Анджей сказал что-то еще, обращаясь не то к небу, не то к самому себе, но тут над их головами недовольно проурчал гром.
— …Илюшка развоевался, — услышала Маша конец его фразы. — Так, кажется, называется ваш русский святой? Миколай, в том храме, что напротив твоего райкома, есть образ Ильи-пророка?
Николай Петрович хмыкнул что-то неопределенное, засовывая под корму тяжелую перетягу.
— Когда вернусь, поставлю ему свечу. Самую дорогую. В первый свой визит в твой райком. Миколай, а почему ты возле своего Ильича лампадку не повесишь? Все-таки ваш Иисус Христос. И по крови, и по духу. А знаешь, я все-таки побывал в мавзолее. Там, кажется, я лучше понял загадочную русскую душу. Символы для вас важней живых людей. — Анджей уже был внизу, возле лодки, и Маша, подойдя к самому краю обрыва, в последний раз увидела его темно-русую голову на фоне неподвижной темной воды.
…Маша уже видела купола собора с византийскими крестами, которые на закате превращались в насест для язычески древних птиц грачей. Однажды она была в этом соборе с маленькой Машей, которую тайно от всех, от Анджея даже, окрестила, хоть себя верующей не считала. Помнится, ее потрясла икона с изображением распятого Христа — этот смуглый, обросший человек смотрел так, словно от нее зависела вся его будущая жизнь. Неужели он смотрел так же на палачей, когда они прибивали к деревяшкам креста его живую плоть? В ту ночь у Маши ныли ладони и ступни ног. «Гвозди были ржавые, — мучилась она во сне, — и у меня может начаться заражение крови…»
Она не раздумывая села в кабину притормозившего грузовика. Шофер, насквозь пропыленный загорелый парень с лихо зачесанным на бок смоляным чубом, сказал:
— Давно мечтал о такой попутчице.
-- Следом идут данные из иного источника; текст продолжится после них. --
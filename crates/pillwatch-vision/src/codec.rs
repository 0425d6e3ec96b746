//! Lossless baseline codec: PNG wrapped in a base64 data URL.

use base64::{engine::general_purpose::STANDARD, Engine as _};
use image::{codecs::png::PngEncoder, ColorType, ImageEncoder, ImageFormat};
use pillwatch_types::{
    frame::{EncodedImage, RawImage},
    PillwatchError, Result,
};
use tracing::warn;

use crate::vision_error;

pub const DATA_URL_PREFIX: &str = "data:image/png;base64,";

pub fn encode(img: &RawImage) -> Result<EncodedImage> {
    if img.is_empty() || !img.is_well_formed() {
        return Err(vision_error(format!(
            "cannot encode {}x{} image with {} bytes",
            img.width,
            img.height,
            img.data.len()
        )));
    }

    let mut png = Vec::new();
    PngEncoder::new(&mut png)
        .write_image(&img.data, img.width, img.height, ColorType::Rgba8)
        .map_err(|err| vision_error(format!("PNG encoding failed: {err}")))?;

    let mut out = String::with_capacity(DATA_URL_PREFIX.len() + png.len() * 4 / 3 + 4);
    out.push_str(DATA_URL_PREFIX);
    STANDARD.encode_string(&png, &mut out);
    Ok(EncodedImage::new(out))
}

/// Synchronous decode; prefer [`decode`] from async code.
pub fn decode_blocking(encoded: &EncodedImage) -> Result<RawImage> {
    let payload = encoded
        .as_str()
        .strip_prefix(DATA_URL_PREFIX)
        .ok_or_else(|| decode_error("missing PNG data URL prefix"))?;
    let bytes = STANDARD
        .decode(payload)
        .map_err(|err| decode_error(format!("invalid base64: {err}")))?;
    let img = image::load_from_memory_with_format(&bytes, ImageFormat::Png)
        .map_err(|err| decode_error(format!("invalid PNG: {err}")))?;

    let rgba = img.to_rgba8();
    let (width, height) = rgba.dimensions();
    if width == 0 || height == 0 {
        return Err(decode_error("decoded image has zero dimensions"));
    }
    Ok(RawImage::from_rgba(width, height, rgba.into_raw()))
}

/// Decode off the async executor. `None` means the data is unusable as a baseline.
pub async fn decode(encoded: EncodedImage) -> Option<RawImage> {
    match tokio::task::spawn_blocking(move || decode_blocking(&encoded)).await {
        Ok(Ok(img)) => Some(img),
        Ok(Err(err)) => {
            warn!("baseline decode failed: {err}");
            None
        }
        Err(err) => {
            warn!("baseline decode task failed: {err}");
            None
        }
    }
}

pub fn decode_error(message: impl Into<String>) -> PillwatchError {
    PillwatchError::Decode(message.into())
}

#[cfg(test)]
mod tests {
    use super::*;

    fn gradient(width: u32, height: u32) -> RawImage {
        let mut data = Vec::new();
        for y in 0..height {
            for x in 0..width {
                data.extend_from_slice(&[
                    (x * 37 % 256) as u8,
                    (y * 91 % 256) as u8,
                    ((x + y) * 13 % 256) as u8,
                    (255 - (x * 7 % 128)) as u8,
                ]);
            }
        }
        RawImage::from_rgba(width, height, data)
    }

    #[test]
    fn round_trip_is_lossless() {
        let img = gradient(23, 17);
        let encoded = encode(&img).expect("encode");
        assert!(encoded.as_str().starts_with(DATA_URL_PREFIX));

        let decoded = decode_blocking(&encoded).expect("decode");
        assert_eq!(decoded.dimensions(), img.dimensions());
        assert_eq!(decoded.data, img.data);
    }

    #[test]
    fn encoding_is_deterministic() {
        let img = gradient(8, 8);
        assert_eq!(encode(&img).expect("encode"), encode(&img).expect("encode"));
    }

    #[test]
    fn empty_image_cannot_be_encoded() {
        assert!(encode(&RawImage::empty()).is_err());
    }

    #[test]
    fn corrupt_data_is_a_decode_error() {
        let bad = [
            EncodedImage::new("hello"),
            EncodedImage::new(format!("{DATA_URL_PREFIX}!!!not-base64")),
            EncodedImage::new(format!("{DATA_URL_PREFIX}{}", STANDARD.encode(b"not a png"))),
        ];
        for enc in &bad {
            assert!(matches!(decode_blocking(enc), Err(PillwatchError::Decode(_))));
        }
    }

    #[tokio::test]
    async fn async_decode_maps_failure_to_none() {
        let img = gradient(4, 3);
        let encoded = encode(&img).expect("encode");
        assert_eq!(decode(encoded).await.map(|d| d.data), Some(img.data));
        assert!(decode(EncodedImage::new("garbage")).await.is_none());
    }
}
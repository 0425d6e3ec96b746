use std::fmt;

use serde::{Deserialize, Serialize};

/// Observable status of one grid cell.
#[derive(Debug, Clone, Copy, PartialEq, Eq, Hash, Serialize, Deserialize, Default)]
pub enum CellStatus {
    #[default]
    NoBaseline,
    BaselineError,
    Idle,
    Changed,
    ComparisonError,
    CaptureError,
}

impl CellStatus {
    pub fn is_error(self) -> bool {
        matches!(
            self,
            CellStatus::BaselineError | CellStatus::ComparisonError | CellStatus::CaptureError
        )
    }

    pub fn as_str(self) -> &'static str {
        match self {
            CellStatus::NoBaseline => "no baseline",
            CellStatus::BaselineError => "baseline error",
            CellStatus::Idle => "idle",
            CellStatus::Changed => "changed",
            CellStatus::ComparisonError => "comparison error",
            CellStatus::CaptureError => "capture error",
        }
    }
}

impl fmt::Display for CellStatus {
    fn fmt(&self, f: &mut fmt::Formatter<'_>) -> fmt::Result {
        f.write_str(self.as_str())
    }
}

/// Status plus the last successfully computed diff percentage.
#[derive(Debug, Clone, Copy, PartialEq, Serialize, Deserialize, Default)]
pub struct CellState {
    pub status: CellStatus,
    pub diff: Option<f64>,
}

impl CellState {
    pub const fn new(status: CellStatus, diff: Option<f64>) -> Self {
        Self { status, diff }
    }

    pub const fn no_baseline() -> Self {
        Self::new(CellStatus::NoBaseline, None)
    }
}

/// Where a cell's baseline is in its capture/decode lifecycle.
#[derive(Debug, Clone, Copy, PartialEq, Eq, Serialize, Deserialize, Default)]
pub enum BaselineStatus {
    #[default]
    Missing,
    /// Encoded baseline stored, decode still in flight.
    Pending,
    Ready,
    Failed,
}

#[cfg(test)]
mod tests {
    use super::*;

    #[test]
    fn error_states_are_flagged() {
        let errors: Vec<CellStatus> = [
            CellStatus::NoBaseline,
            CellStatus::BaselineError,
            CellStatus::Idle,
            CellStatus::Changed,
            CellStatus::ComparisonError,
            CellStatus::CaptureError,
        ]
        .into_iter()
        .filter(|status| status.is_error())
        .collect();
        assert_eq!(
            errors,
            vec![
                CellStatus::BaselineError,
                CellStatus::ComparisonError,
                CellStatus::CaptureError
            ]
        );
        assert_eq!(CellStatus::default(), CellStatus::NoBaseline);
    }
}
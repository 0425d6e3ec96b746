//! Baseline image codec and change metric.

pub mod codec;
pub mod diff;

use pillwatch_types::PillwatchError;

pub use codec::{decode, decode_blocking, encode};
pub use diff::{diff_percent, try_diff_percent, DIFF_MISMATCH};

pub fn vision_error(message: impl Into<String>) -> PillwatchError {
    PillwatchError::Vision(message.into())
}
Похоже, тебе все четыре стороны света дом родной. Куда прикажешь?
— В церковь, — сказала Маша. — Мне нужно еще раз посмотреть ему в глаза.
Парень присвистнул.
— А мне в глаза ты не хочешь посмотреть?
— Потом, — серьезно ответила Маша. — Сперва я должна посмотреть в его глаза.
Они вошли в церковь рука об руку. Служба только закончилась, и горбатая, одетая во все черное, служка гасила свечи, зажимая их фитили между большим и указательным пальцами, на которые время от времени громко поплевывала. Возле Христа еще трепетали огоньки нескольких огарков. Маша вынула из кривого медного подсвечника один из них и поднесла к самым глазам человека на иконе.
— Господи, да ведь он умирает! — вырвалось у нее. — Снимите же его скорей с креста. Помогите, помогите ему!
— Ты что? — удивился парень. — Это же картина или, как у них называется — икона. — Он схватил Машу за руку и попытался привлечь к себе, но она вырвалась, отбежала в сторону. — Ты пьяная, что ли? Пошли отсюда, а то баба Дуся заругает. Она не любит, если в церковь пьяные заходят.
Парень потащил Машу к выходу.
— Он умирает у них на глазах, а они… они молятся умирающему, смерти. Как они не могут понять, что это… жестоко.
— Ты ненормальная или какая-нибудь комсомольская активистка, — сказал парень. — В церкви все как надо, как Бог велел. А у вас там в райкоме сплошной бордель. Я про вас все знаю — сам когда-то первого секретаря возил.